Cristian-Ioan Vasile successfully defended his PhD thesis titled Motion Planning and Control: A Formal Methods Approach

Derya is moving to a postdoctoral position at MIT

Derya Aksaray is moving to a postdoctoral position at MIT: Computer Science and Artificial Intelligence Laboratory.

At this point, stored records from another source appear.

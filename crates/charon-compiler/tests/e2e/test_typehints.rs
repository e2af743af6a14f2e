use super::helpers::*;
use charon_compiler::diag::WarningKind;
use charon_compiler::opcode::OpCode;

#[test]
fn test_hint_mismatch_warns() {
    let c = compile_str("local x: number = \"s\"");
    assert_eq!(c.warnings.len(), 1);
    assert!(matches!(
        c.warnings[0].kind,
        WarningKind::TypeMismatch { ref name, .. } if name == "x"
    ));
}

#[test]
fn test_hint_match_is_silent() {
    let c = compile_str("local s: string = \"a\"\nlocal n: number = 1\nlocal b: bool = true");
    assert!(c.warnings.is_empty());
}

#[test]
fn test_float_matches_number_hint() {
    // Floats and integers share the "number" tag.
    let c = compile_str("local x: number = 1.5");
    assert!(c.warnings.is_empty());
}

#[test]
fn test_userdata_and_function_hints_disable_checks() {
    let c = compile_str("local u: userdata = 5\nlocal f: function = \"s\"");
    assert!(c.warnings.is_empty());
}

#[test]
fn test_hints_never_change_codegen() {
    let hinted = compile_str("local x: number = \"s\" return x");
    let plain = compile_str("local x = \"s\" return x");
    assert_eq!(hinted.proto.code.len(), plain.proto.code.len());
    for (a, b) in hinted.proto.code.iter().zip(&plain.proto.code) {
        assert_eq!(a.0, b.0);
    }
}

#[test]
fn test_reassignment_propagates_type() {
    let c = compile_str("local x: string = \"a\"\nx = 5");
    assert_eq!(c.warnings.len(), 1);
    assert!(matches!(
        c.warnings[0].kind,
        WarningKind::TypeMismatch { .. }
    ));
}

#[test]
fn test_return_hint_mismatch_warns() {
    let c = compile_str("local function f(): number return \"s\" end");
    assert_eq!(c.warnings.len(), 1);
    assert!(matches!(
        c.warnings[0].kind,
        WarningKind::ReturnTypeMismatch { .. }
    ));
}

#[test]
fn test_return_hint_match_is_silent() {
    let c = compile_str("local function f(): string return \"s\" end");
    assert!(c.warnings.is_empty());
}

#[test]
fn test_return_hint_unknown_value_is_silent() {
    let c = compile_str("local g local function f(): number return g end");
    assert!(c.warnings.is_empty());
}

#[test]
fn test_duplicate_local_warns_with_prior_line() {
    let c = compile_str("local a = 1\nlocal a = 2");
    assert_eq!(c.warnings.len(), 1);
    assert!(matches!(
        c.warnings[0].kind,
        WarningKind::DuplicateLocalDeclaration { ref name, prior_line: 1 } if name == "a"
    ));
    assert_eq!(c.warnings[0].line, 2);
}

#[test]
fn test_synthetic_loop_state_does_not_warn() {
    // The internal "(for state)" triples never trip the shadowing check.
    let c = compile_str("for i = 1, 2 do end for j = 1, 2 do end");
    assert!(c.warnings.is_empty());
}

#[test]
fn test_switch_control_slot_does_not_warn() {
    let c = compile_str("local v switch v do case 1: end switch v do case 2: end");
    assert!(c.warnings.is_empty());
}

#[test]
fn test_warnings_do_not_abort_parse() {
    let c = compile_str("local x: number = \"s\"\nlocal y = 2\nreturn y");
    assert!(!c.warnings.is_empty());
    assert!(has_opcode(&c.proto, OpCode::Return1));
}
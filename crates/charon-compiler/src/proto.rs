/// Function prototype: the compiled artifact of one function.
use crate::opcode::Instruction;
use charon_core::string::StringId;

/// A constant in the constant pool.
#[derive(Clone, Debug, PartialEq)]
pub enum Constant {
    Nil,
    Boolean(bool),
    Integer(i64),
    Float(f64),
    String(StringId),
}

/// Declaration kind of a variable, carried into upvalue descriptors.
#[derive(Clone, Copy, Debug, PartialEq, Eq)]
pub enum VarKind {
    /// Ordinary assignable variable.
    Regular,
    /// `<const>` attribute: read-only after initialization.
    Const,
    /// `<close>` attribute: closed on scope exit.
    ToBeClosed,
    /// `<const>` whose initializer folded at parse time; occupies a compiler
    /// slot but no register.
    CompileTimeConst,
}

/// Description of an upvalue.
#[derive(Clone, Debug)]
pub struct UpvalDesc {
    pub name: StringId,
    /// True if captured from the enclosing function's stack, false if
    /// re-captured from the enclosing function's own upvalues.
    pub in_stack: bool,
    /// Register index when `in_stack`, upvalue index otherwise.
    pub index: u8,
    pub kind: VarKind,
}

/// Debug entry for a local variable's register lifetime.
#[derive(Clone, Debug)]
pub struct LocalVar {
    pub name: StringId,
    /// First PC where the variable is active.
    pub start_pc: u32,
    /// First PC where the variable is dead.
    pub end_pc: u32,
}

/// Absolute line marker, used when a line delta does not fit in the
/// per-instruction relative info.
#[derive(Clone, Debug)]
pub struct AbsLineInfo {
    pub pc: u32,
    pub line: u32,
}

/// A compiled function prototype.
#[derive(Clone, Debug, Default)]
pub struct Proto {
    pub code: Vec<Instruction>,
    pub constants: Vec<Constant>,
    pub protos: Vec<Proto>,
    pub upvalues: Vec<UpvalDesc>,
    pub num_params: u8,
    pub is_vararg: bool,
    pub max_stack: u8,
    pub source: Option<StringId>,
    /// Line of the `function` keyword (0 for the main chunk).
    pub line_defined: u32,
    pub last_line_defined: u32,

    // --- Debug info ---
    /// Per-instruction line delta from the previous instruction.
    pub line_info: Vec<i8>,
    /// Absolute markers for deltas outside the i8 range.
    pub abs_line_info: Vec<AbsLineInfo>,
    pub local_vars: Vec<LocalVar>,

    /// Line of the most recently emitted instruction.
    current_line: u32,
}

impl Proto {
    pub fn new() -> Self {
        Proto {
            max_stack: 2, // registers 0/1 are always valid
            ..Default::default()
        }
    }

    /// Append an instruction, recording its source line. Returns its pc.
    pub fn emit(&mut self, inst: Instruction, line: u32) -> usize {
        let pc = self.code.len();
        self.code.push(inst);
        self.save_line_info(pc, line);
        pc
    }

    fn save_line_info(&mut self, pc: usize, line: u32) {
        let delta = line as i64 - self.current_line as i64;
        if (-128..=127).contains(&delta) {
            self.line_info.push(delta as i8);
        } else {
            self.line_info.push(0);
            self.abs_line_info.push(AbsLineInfo {
                pc: pc as u32,
                line,
            });
        }
        self.current_line = line;
    }

    /// Re-attribute the last emitted instruction to `line`.
    pub fn fix_line(&mut self, line: u32) {
        let pc = self.code.len() - 1;
        let old = self.line_info.pop().expect("no line info to fix");
        if old == 0 {
            if let Some(last) = self.abs_line_info.last() {
                if last.pc as usize == pc {
                    self.abs_line_info.pop();
                }
            }
        }
        // current_line must revert to the line before the popped entry.
        self.current_line = self.line_for_pc(pc.wrapping_sub(1));
        self.save_line_info(pc, line);
    }

    fn line_for_pc(&self, pc: usize) -> u32 {
        if pc >= self.line_info.len() {
            return 0;
        }
        self.get_line(pc)
    }

    /// Remove the last emitted instruction (used when re-encoding a load).
    pub fn pop_last(&mut self) {
        let pc = self.code.len() - 1;
        self.code.pop();
        let old = self.line_info.pop();
        if old == Some(0) {
            if let Some(last) = self.abs_line_info.last() {
                if last.pc as usize == pc {
                    self.abs_line_info.pop();
                }
            }
        }
        self.current_line = self.line_for_pc(pc.wrapping_sub(1));
    }

    /// Add a constant to the pool, deduplicating. Returns its index.
    pub fn add_constant(&mut self, k: Constant) -> usize {
        for (i, existing) in self.constants.iter().enumerate() {
            if constants_equal(existing, &k) {
                return i;
            }
        }
        let idx = self.constants.len();
        self.constants.push(k);
        idx
    }

    /// Line number for the instruction at `pc`.
    pub fn get_line(&self, pc: usize) -> u32 {
        if pc >= self.line_info.len() {
            return 0;
        }
        // Start from the closest absolute marker at or before pc.
        let (mut line, start) = match self
            .abs_line_info
            .iter()
            .rev()
            .find(|a| a.pc as usize <= pc)
        {
            Some(abs) => (abs.line as i64, abs.pc as usize + 1),
            None => (0, 0),
        };
        for i in start..=pc {
            line += self.line_info[i] as i64;
        }
        line as u32
    }

    pub fn code_len(&self) -> usize {
        self.code.len()
    }

    /// Mutable access to an instruction for backpatching.
    pub fn get_mut(&mut self, pc: usize) -> &mut Instruction {
        &mut self.code[pc]
    }
}

/// Constant-pool equality. Floats compare by bit pattern so that 0.0 and
/// -0.0 get distinct slots and NaN deduplicates against itself.
fn constants_equal(a: &Constant, b: &Constant) -> bool {
    match (a, b) {
        (Constant::Nil, Constant::Nil) => true,
        (Constant::Boolean(a), Constant::Boolean(b)) => a == b,
        (Constant::Integer(a), Constant::Integer(b)) => a == b,
        (Constant::Float(a), Constant::Float(b)) => a.to_bits() == b.to_bits(),
        (Constant::String(a), Constant::String(b)) => a == b,
        _ => false,
    }
}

BU Robotics Lab in New Scientist

The new BU Robotics Lab was featured in the January 30 issue of New Scientist. The full article is available at https://www.newscientist.com/article/2075364-future-delivery-drones-start-learning-how-to-fly-on-their-own/

BU-led NSF CPS Frontier grant

We bring together synthetic biology and micron-scale robotics to engineer the emergence of desired behaviors in populations of bacterial and mammalian cells. This project is supported by a National Science Foundation (NSF) five-year, $4.5 million Cyber-Physical Systems Program (CPS) Frontier grant.Drawing on experts in control theory, computer science, synthetic biology, robotics and design automation, the team includes Professor Calin Belta (ME, ECE, SE), the lead principal investigator, and Assistant Professor Douglas Densmore (ECE, BME, Bioinformatics) from the BU College of Engineering; University of Pennsylvania Professor Vijay Kumar; and MIT Professor Ron Weiss, who directs the Institute’s Synthetic Biology Center; and members of SRI International.

NSF press release

http://nsf.gov/news/news_summ.jsp?cntn_id=135105&org=NSF&from=news

BU COE press release:

http://www.bu.edu/phpbin/news-cms/news/?dept=666&id=62547

 

Collaboration with DENSO Corporation, Japan on anomaly learning and monitoring for automotive systems

Anomaly detection is the problem of finding patterns from data that do not conform to “expected” or “normal” behavior. Anomaly detection has been used in a wide range of applications, such as intrusion detection for cyber-security, fault detection in safety critical systems, video surveillance of illicit activities, and maritime surveillance. In this project, we focus on automotive applications, where there seems to be a particular need for systems that can automatically monitor, detect, and respond to such behaviors. To this goal, we bring together concepts and tools from formal methods and machine learning.